31/10/2019 Perşembe Köşe yazarı S.A
Kimi zenginlik ile, kimi fakirlikle, sıhhatli olanlar sıhhatleri ile, hasta
olanlar da hastalıkları ile imtihan olunur. Kazananlar olabildiği gibi
kaybedenler de çoktur...
Bütün insanlar, bir imtihan salonu olan şu dünyada
imtihandadırlar. İmtihan şekilleri ayrı ayrıdır: Kimi zenginlik ile, kimi
fakirlikle, sıhhatli olanlar sıhhatleri ile, hasta olanlar da hastalıkları ile
imtihan olunurlar. Kazananlar olabildiği gibi kaybedenler de
çoktur. Peygamber efendimiz aleyhisselâm ibret alalım diye Eshabına,
dolayısı ile biz ümmetine geçmiş zamanlarda meydana gelen bazı hadiseleri
buyurmaktadır. Hadis-i şerif olduğu için bu artık bir hikâye değil bir
vâkıadır.

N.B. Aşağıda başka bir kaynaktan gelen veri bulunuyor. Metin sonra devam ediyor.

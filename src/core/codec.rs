// Copyright (c) 2026 Amunchain
// Licensed under the Apache License, Version 2.0 (the "License");
// you may not use this file except in compliance with the License.
// You may obtain a copy of the License at
//     http://www.apache.org/licenses/LICENSE-2.0
// Unless required by applicable law or agreed to in writing, software
// distributed under the License is distributed on an "AS IS" BASIS,
// WITHOUT WARRANTIES OR CONDITIONS OF ANY KIND, either express or implied.
// See the License for the specific language governing permissions and
// limitations under the License.

#![forbid(unsafe_code)]
#![warn(missing_docs)]

//! Compact textual wire codec: `key=value` pairs joined by `;`.
//!
//! Encoding always emits fields in canonical order. Decoding tolerates any
//! field order (it simply collects `key=value` pairs) but the signed payload
//! for RESP verification is always rebuilt in canonical order regardless of
//! how the message arrived on the wire.

use std::collections::HashMap;

use thiserror::Error;

use super::types::{Message, Nonce, PeerId, ReqMsg, RespMsg};

/// Decode failure. Never surfaced to callers beyond a debug log (see responder/prober).
#[derive(Debug, Error)]
pub enum CodecError {
    /// The payload was not valid UTF-8 `key=value;...` text.
    #[error("malformed payload")]
    Malformed,
    /// A required field was missing or a value failed to parse.
    #[error("missing or invalid field: {0}")]
    Field(&'static str),
    /// The `type` tag was neither REQ nor RESP.
    #[error("unknown message type")]
    UnknownType,
}

fn parse_fields(s: &str) -> HashMap<&str, &str> {
    let mut out = HashMap::new();
    for part in s.split(';') {
        if part.is_empty() {
            continue;
        }
        if let Some((k, v)) = part.split_once('=') {
            out.insert(k, v);
        }
    }
    out
}

fn parse_f64(fields: &HashMap<&str, &str>, key: &'static str) -> Result<f64, CodecError> {
    fields
        .get(key)
        .ok_or(CodecError::Field(key))?
        .parse::<f64>()
        .map_err(|_| CodecError::Field(key))
}

fn parse_hex_bytes(v: &str) -> Result<Vec<u8>, CodecError> {
    hex::decode(v).map_err(|_| CodecError::Field("hex"))
}

/// Encode a message to its wire representation.
pub fn encode(msg: &Message) -> String {
    match msg {
        Message::Req(req) => {
            let mut out = String::from("type=REQ");
            if let Some(nonce) = &req.nonce {
                out.push_str(&format!(";nonce={nonce}"));
            }
            if let Some(from) = &req.from {
                out.push_str(&format!(";from={from}"));
            }
            out.push_str(&format!(";ts={}", req.ts));
            out
        }
        Message::Resp(resp) => {
            let mut out = String::from("type=RESP");
            if let Some(nonce) = &resp.nonce {
                out.push_str(&format!(";nonce={nonce}"));
            }
            out.push_str(&format!(";from={}", resp.from));
            out.push_str(&format!(";t1={}", resp.t1));
            out.push_str(&format!(";t2={}", resp.t2));
            if let (Some(sig), Some(vk)) = (&resp.sig, &resp.vk) {
                out.push_str(&format!(";sig={}", hex::encode(sig)));
                out.push_str(&format!(";vk={}", hex::encode(vk)));
            }
            out
        }
    }
}

/// Decode a datagram payload into a [`Message`].
pub fn decode(bytes: &[u8]) -> Result<Message, CodecError> {
    let s = std::str::from_utf8(bytes).map_err(|_| CodecError::Malformed)?;
    let fields = parse_fields(s);

    match fields.get("type").copied() {
        Some("REQ") => {
            let nonce = fields.get("nonce").and_then(|v| v.parse::<Nonce>().ok());
            let from = fields.get("from").and_then(|v| v.parse::<PeerId>().ok());
            let ts = parse_f64(&fields, "ts")?;
            Ok(Message::Req(ReqMsg { nonce, from, ts }))
        }
        Some("RESP") => {
            let nonce = fields.get("nonce").and_then(|v| v.parse::<Nonce>().ok());
            let from = fields
                .get("from")
                .ok_or(CodecError::Field("from"))?
                .parse::<PeerId>()
                .map_err(|_| CodecError::Field("from"))?;
            let t1 = parse_f64(&fields, "t1")?;
            let t2 = parse_f64(&fields, "t2")?;
            let sig = match fields.get("sig") {
                Some(v) => Some(parse_hex_bytes(v)?),
                None => None,
            };
            let vk = match fields.get("vk") {
                Some(v) => Some(parse_hex_bytes(v)?),
                None => None,
            };
            Ok(Message::Resp(RespMsg { nonce, from, t1, t2, sig, vk }))
        }
        Some(_) => Err(CodecError::UnknownType),
        None => Err(CodecError::Malformed),
    }
}

/// Build the canonical signed payload: `nonce;from;t1;t2`, no `type`, no `sig`/`vk`.
///
/// This is re-derived on both sides (signer and verifier) from the structured
/// fields rather than taken verbatim off the wire, so field order on the wire
/// never affects verification.
pub fn signed_payload(nonce: Option<Nonce>, from: PeerId, t1: f64, t2: f64) -> Vec<u8> {
    let nonce_str = nonce.map(|n| n.to_string()).unwrap_or_default();
    format!("{nonce_str};{from};{t1};{t2}").into_bytes()
}

#[cfg(test)]
mod tests {
    use super::*;
    use ring::rand::SystemRandom;

    #[test]
    fn req_roundtrips() {
        let rng = SystemRandom::new();
        let req = ReqMsg {
            nonce: Some(Nonce::generate(&rng)),
            from: Some(PeerId::generate(&rng)),
            ts: 1234.5,
        };
        let wire = encode(&Message::Req(req.clone()));
        let decoded = decode(wire.as_bytes()).unwrap();
        assert_eq!(decoded, Message::Req(req));
    }

    #[test]
    fn resp_roundtrips_with_signature() {
        let rng = SystemRandom::new();
        let resp = RespMsg {
            nonce: Some(Nonce::generate(&rng)),
            from: PeerId::generate(&rng),
            t1: 1.0,
            t2: 2.5,
            sig: Some(vec![0xab, 0xcd]),
            vk: Some(vec![0x01, 0x02, 0x03]),
        };
        let wire = encode(&Message::Resp(resp.clone()));
        let decoded = decode(wire.as_bytes()).unwrap();
        assert_eq!(decoded, Message::Resp(resp));
    }

    #[test]
    fn resp_roundtrips_without_signature() {
        let rng = SystemRandom::new();
        let resp = RespMsg {
            nonce: Some(Nonce::generate(&rng)),
            from: PeerId::generate(&rng),
            t1: 1.0,
            t2: 2.5,
            sig: None,
            vk: None,
        };
        let wire = encode(&Message::Resp(resp.clone()));
        let decoded = decode(wire.as_bytes()).unwrap();
        assert_eq!(decoded, Message::Resp(resp));
    }

    #[test]
    fn decode_rejects_garbage_without_panicking() {
        assert!(decode(b"\xff\xfe not utf8").is_err());
        assert!(decode(b"type=BOGUS;nonce=abc").is_err());
        assert!(decode(b"type=REQ").is_err()); // missing ts
        assert!(decode(b"").is_err());
    }

    #[test]
    fn signed_payload_is_field_order_independent_of_wire_order() {
        let rng = SystemRandom::new();
        let nonce = Nonce::generate(&rng);
        let from = PeerId::generate(&rng);

        let wire_a = format!("type=RESP;nonce={nonce};from={from};t1=1;t2=2");
        let wire_b = format!("type=RESP;t2=2;t1=1;from={from};nonce={nonce}");

        let (Message::Resp(a), Message::Resp(b)) =
            (decode(wire_a.as_bytes()).unwrap(), decode(wire_b.as_bytes()).unwrap())
        else {
            panic!("expected RESP");
        };

        let payload_a = signed_payload(a.nonce, a.from, a.t1, a.t2);
        let payload_b = signed_payload(b.nonce, b.from, b.t1, b.t2);
        assert_eq!(payload_a, payload_b);
    }
}
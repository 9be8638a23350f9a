#![forbid(unsafe_code)]
#![warn(missing_docs)]

//! clocksyncd entrypoint: parse config, start the node, serve metrics, and
//! run until `Ctrl-C` or a termination signal.

use std::sync::Arc;

use clap::Parser;
use tokio::sync::watch;
use tracing::{error, info};
use tracing_subscriber::EnvFilter;

use clocksync::config::{Cli, LogFormat, Settings};
use clocksync::core::time::SystemClock;
use clocksync::monitoring::{http, metrics::Metrics};
use clocksync::node::Node;

fn init_logging(format: LogFormat) {
    let filter = EnvFilter::try_from_default_env().unwrap_or_else(|_| EnvFilter::new("info"));
    let builder = tracing_subscriber::fmt().with_target(false).with_env_filter(filter);

    let result = match format {
        LogFormat::Compact => builder.compact().try_init(),
        LogFormat::Json => builder.json().try_init(),
    };
    let _ = result;
}

#[tokio::main]
async fn main() {
    let cli = Cli::parse();
    init_logging(cli.log_format);

    let settings = match Settings::load(&cli) {
        Ok(s) => s,
        Err(e) => {
            eprintln!("configuration error: {e}");
            std::process::exit(2);
        }
    };

    let metrics = match Metrics::new() {
        Ok(m) => Arc::new(m),
        Err(e) => {
            eprintln!("metrics init failed: {e}");
            std::process::exit(1);
        }
    };

    let clock = Arc::new(SystemClock::new());

    let node = match Node::bind(settings.clone(), metrics.clone(), clock).await {
        Ok(n) => Arc::new(n),
        Err(e) => {
            eprintln!("failed to start node: {e}");
            std::process::exit(1);
        }
    };

    info!(id = %node.id(), host = %settings.host, port = settings.port, peers = settings.peers.len(), "clocksync node starting");

    let (shutdown_tx, shutdown_rx) = watch::channel(false);

    if let Some(addr) = settings.metrics_addr.clone() {
        let metrics = metrics.clone();
        tokio::spawn(async move {
            if let Err(e) = http::serve(&addr, metrics).await {
                error!(error = %e, "metrics exporter exited");
            }
        });
    }

    let node_handle = tokio::spawn(node.run(shutdown_rx));

    match tokio::signal::ctrl_c().await {
        Ok(()) => info!("received shutdown signal"),
        Err(e) => error!(error = %e, "failed to install signal handler"),
    }

    let _ = shutdown_tx.send(true);
    let _ = node_handle.await;
}
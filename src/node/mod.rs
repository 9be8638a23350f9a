// Copyright (c) 2026 Amunchain
// Licensed under the Apache License, Version 2.0 (the "License");
// you may not use this file except in compliance with the License.
// You may obtain a copy of the License at
//     http://www.apache.org/licenses/LICENSE-2.0
// Unless required by applicable law or agreed to in writing, software
// distributed under the License is distributed on an "AS IS" BASIS,
// WITHOUT WARRANTIES OR CONDITIONS OF ANY KIND, either express or implied.
// See the License for the specific language governing permissions and
// limitations under the License.

#![forbid(unsafe_code)]
#![warn(missing_docs)]

//! Node lifecycle: binds the UDP socket, answers inbound REQs, and runs the
//! round loop that probes peers, aggregates samples, and updates the offset.

use std::sync::Arc;
use std::time::Duration;

use ring::rand::{SecureRandom, SystemRandom};
use thiserror::Error;
use tokio::net::UdpSocket;
use tokio::sync::{watch, Mutex};
use tracing::{debug, info, warn};

use crate::config::Settings;
use crate::core::aggregate;
use crate::core::codec;
use crate::core::signing::SigningKeyMaterial;
use crate::core::time::Clock;
use crate::core::types::{Message, PeerAddress, PeerId, Sample};
use crate::monitoring::metrics::Metrics;
use crate::networking::auth::PeerKeyCache;
use crate::networking::pending::PendingTable;
use crate::networking::prober::{probe_peer_best_of, ProbeError};
use crate::networking::responder::Responder;
use crate::networking::transport::{self, MAX_DATAGRAM_SIZE};

/// Node construction/runtime errors.
#[derive(Debug, Error)]
pub enum NodeError {
    /// The UDP socket could not be bound.
    #[error("transport")]
    Transport,
    /// The signing key could not be loaded or generated.
    #[error("signing key")]
    Signing,
}

/// The node's mutable view of its own clock relative to the network.
pub struct NodeState {
    offset: Mutex<f64>,
}

impl Default for NodeState {
    fn default() -> Self {
        Self { offset: Mutex::new(0.0) }
    }
}

impl NodeState {
    /// Current smoothed offset estimate, seconds.
    pub async fn offset(&self) -> f64 {
        *self.offset.lock().await
    }

    async fn set_offset(&self, value: f64) {
        *self.offset.lock().await = value;
    }

    /// The node's best estimate of network time: local wall time plus offset.
    ///
    /// Not guaranteed monotonic — each round's update can move it backward,
    /// by design (see `SPEC_FULL.md`).
    pub async fn network_now(&self, clock: &dyn Clock) -> f64 {
        clock.wall_now() + self.offset().await
    }
}

/// A running clock-sync node: owns the socket and drives both the responder
/// and the prober sides of the protocol.
pub struct Node {
    id: PeerId,
    socket: Arc<UdpSocket>,
    clock: Arc<dyn Clock>,
    settings: Settings,
    pending: Arc<PendingTable>,
    auth: Arc<PeerKeyCache>,
    responder: Responder,
    state: Arc<NodeState>,
    metrics: Arc<Metrics>,
}

impl Node {
    /// Bind the UDP socket and assemble a node ready to [`Node::run`].
    pub async fn bind(
        settings: Settings,
        metrics: Arc<Metrics>,
        clock: Arc<dyn Clock>,
    ) -> Result<Self, NodeError> {
        let socket = transport::bind(&settings.host, settings.port)
            .await
            .map_err(|_| NodeError::Transport)?;

        let rng = SystemRandom::new();
        let id = PeerId::generate(&rng);

        let signing = if settings.signing_enabled {
            let key = match &settings.signing_key_path {
                Some(path) => SigningKeyMaterial::load_or_create(path),
                None => SigningKeyMaterial::generate_ephemeral(),
            }
            .map_err(|_| NodeError::Signing)?;
            Some(Arc::new(key))
        } else {
            None
        };

        metrics.peers_configured.set(settings.peers.len() as i64);

        let responder = Responder::new(id, clock.clone(), signing);

        Ok(Self {
            id,
            socket: Arc::new(socket),
            clock,
            settings,
            pending: Arc::new(PendingTable::new()),
            auth: Arc::new(PeerKeyCache::new()),
            responder,
            state: Arc::new(NodeState::default()),
            metrics,
        })
    }

    /// This node's randomly generated identity.
    pub fn id(&self) -> PeerId {
        self.id
    }

    /// Shared handle to the offset/`network_now` view.
    pub fn state(&self) -> Arc<NodeState> {
        self.state.clone()
    }

    /// Run the recv loop and round loop until `shutdown` reports `true`.
    pub async fn run(self: Arc<Self>, mut shutdown: watch::Receiver<bool>) {
        let recv_handle = {
            let node = self.clone();
            let mut shutdown = shutdown.clone();
            tokio::spawn(async move {
                tokio::select! {
                    _ = node.recv_loop() => {}
                    _ = shutdown.changed() => {}
                }
            })
        };

        loop {
            if *shutdown.borrow() {
                break;
            }
            self.round().await;
            self.metrics.rounds_total.inc();

            tokio::select! {
                _ = tokio::time::sleep(Duration::from_secs_f64(self.settings.round_interval_secs)) => {}
                _ = shutdown.changed() => {}
            }
        }

        recv_handle.abort();
    }

    async fn recv_loop(&self) {
        let mut buf = vec![0u8; MAX_DATAGRAM_SIZE];
        loop {
            let (n, from) = match self.socket.recv_from(&mut buf).await {
                Ok(v) => v,
                Err(e) => {
                    warn!(error = %e, "recv_from failed");
                    continue;
                }
            };

            match codec::decode(&buf[..n]) {
                Ok(Message::Req(req)) => {
                    self.metrics.responder_requests_total.inc();
                    let resp = self.responder.handle(&req);
                    let wire = codec::encode(&resp);
                    if let Err(e) = self.socket.send_to(wire.as_bytes(), from).await {
                        warn!(error = %e, peer = %from, "failed to send RESP");
                    }
                }
                Ok(Message::Resp(resp)) => {
                    if let Some(nonce) = resp.nonce {
                        self.pending.complete(&nonce, resp).await;
                    } else {
                        debug!(peer = %from, "dropping RESP without a nonce");
                    }
                }
                Err(e) => {
                    debug!(peer = %from, error = %e, "dropping malformed datagram");
                }
            }
        }
    }

    async fn round(&self) {
        if self.settings.peers.is_empty() {
            return;
        }

        let rng = SystemRandom::new();
        let chosen = choose_peers(&self.settings.peers, self.settings.per_round_peer_count, &rng);

        let probes = chosen.into_iter().map(|peer| {
            let socket = self.socket.clone();
            let clock = self.clock.clone();
            let pending = self.pending.clone();
            let auth = self.auth.clone();
            let own_id = self.id;
            let require_signed = self.settings.signing_enabled;
            let samples_per_peer = self.settings.samples_per_peer;
            let timeout = Duration::from_secs_f64(self.settings.request_timeout_secs);
            async move {
                let addr = match peer.to_socket_addr() {
                    Ok(a) => a,
                    Err(_) => return (None, Vec::new()),
                };
                let (best, _attempted, errors) = probe_peer_best_of(
                    &socket,
                    addr,
                    own_id,
                    clock.as_ref(),
                    &pending,
                    Some(&auth),
                    require_signed,
                    samples_per_peer,
                    timeout,
                )
                .await;
                (best, errors)
            }
        });

        let results: Vec<(Option<Sample>, Vec<ProbeError>)> = futures::future::join_all(probes).await;
        let mut samples: Vec<Sample> = Vec::with_capacity(results.len());
        for (sample, errors) in results {
            if let Some(s) = sample {
                samples.push(s);
            }
            for e in errors {
                match e {
                    ProbeError::Timeout => self.metrics.probe_timeouts_total.inc(),
                    ProbeError::AuthFailure => self.metrics.probe_auth_failures_total.inc(),
                    ProbeError::ClockJump => self.metrics.probe_clock_jumps_total.inc(),
                    ProbeError::NegativeDelay => self.metrics.probe_negative_delay_total.inc(),
                    ProbeError::Send | ProbeError::NoncePending => {}
                }
            }
        }
        self.metrics.samples_collected_total.inc_by(samples.len() as u64);

        if let Some((theta_star, accepted)) =
            aggregate::aggregate_round(&samples, self.settings.min_samples_for_update, self.settings.trim_ratio)
        {
            let old = self.state.offset().await;
            let new = aggregate::ema_update(old, theta_star, self.settings.ema_alpha);
            self.state.set_offset(new).await;
            self.metrics.round_updates_total.inc();
            self.metrics.samples_accepted_total.inc_by(accepted as u64);
            self.metrics.offset_seconds.set(new);
            info!(round.peers = self.settings.peers.len(), round.samples = samples.len(), round.accepted = accepted, round.offset = new, "round updated offset");
        } else {
            debug!(round.samples = samples.len(), "round produced no update");
        }
    }
}

/// Pick up to `k` distinct peers from `peers` uniformly at random via a
/// partial Fisher-Yates shuffle, drawing indices with rejection sampling so
/// no index is favored by modulo bias.
fn choose_peers(peers: &[PeerAddress], k: usize, rng: &SystemRandom) -> Vec<PeerAddress> {
    let n = peers.len();
    let k = k.min(n);
    let mut pool: Vec<PeerAddress> = peers.to_vec();

    for i in 0..k {
        let j = i + uniform_below(rng, (n - i) as u32) as usize;
        pool.swap(i, j);
    }

    pool.truncate(k);
    pool
}

/// Uniform random integer in `[0, bound)` via rejection sampling over `u32`.
fn uniform_below(rng: &SystemRandom, bound: u32) -> u32 {
    if bound == 0 {
        return 0;
    }
    let limit = u32::MAX - (u32::MAX % bound);
    loop {
        let mut buf = [0u8; 4];
        rng.fill(&mut buf).expect("system RNG unavailable");
        let candidate = u32::from_le_bytes(buf);
        if candidate < limit {
            return candidate % bound;
        }
    }
}
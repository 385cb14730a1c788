mod engine;
mod factors;
mod rules;
pub(crate) mod thresholds;

pub use engine::{AutoDecision, UnderwritingRuleEngine};
pub use factors::{FactorEvaluation, FactorStatus};
pub use rules::{
    calculate_weighted_score, determine_required_stipulations, evaluate_application,
    get_decision_reasons, EvaluationOutcome, EvaluationResults,
};

#[cfg(test)]
pub(crate) use factors::{
    evaluate_citizenship, evaluate_credit_score, evaluate_debt_to_income,
    evaluate_employment_history, evaluate_housing_payment, evaluate_income_to_loan,
    evaluate_program_eligibility,
};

Vakıa şöyle:
Rabbimiz Benî İsrâil zamanında yaşamış üç kulunu özel bir imtihana tâbi
tutmuş. Birincisi sedef hastası, yüzünün ve cildinin renkleri değişik
biçimde. O da bundan çok sıkılıyor, insanların içine çıkmak istemiyor. Rabbimiz
o adama insan suretinde bir melek gönderir. Ona sorar "en çok
sevdiğin şey nedir?" diye. O da "istediğim güzel bir
yüz, güzel bir cilttir. İnsanlar benden nefret etmesinler diye..." cevap
vermiş.
Melek yüzüne elini sürdü, o çirkin manzara bitti, istediğine kavuştu. Tabii
ki çok sevindi. Melek tekrar sordu "hayvanlardan en çok sevdiğin
hangisidir?" O da "deveyi çok seviyorum" demiş.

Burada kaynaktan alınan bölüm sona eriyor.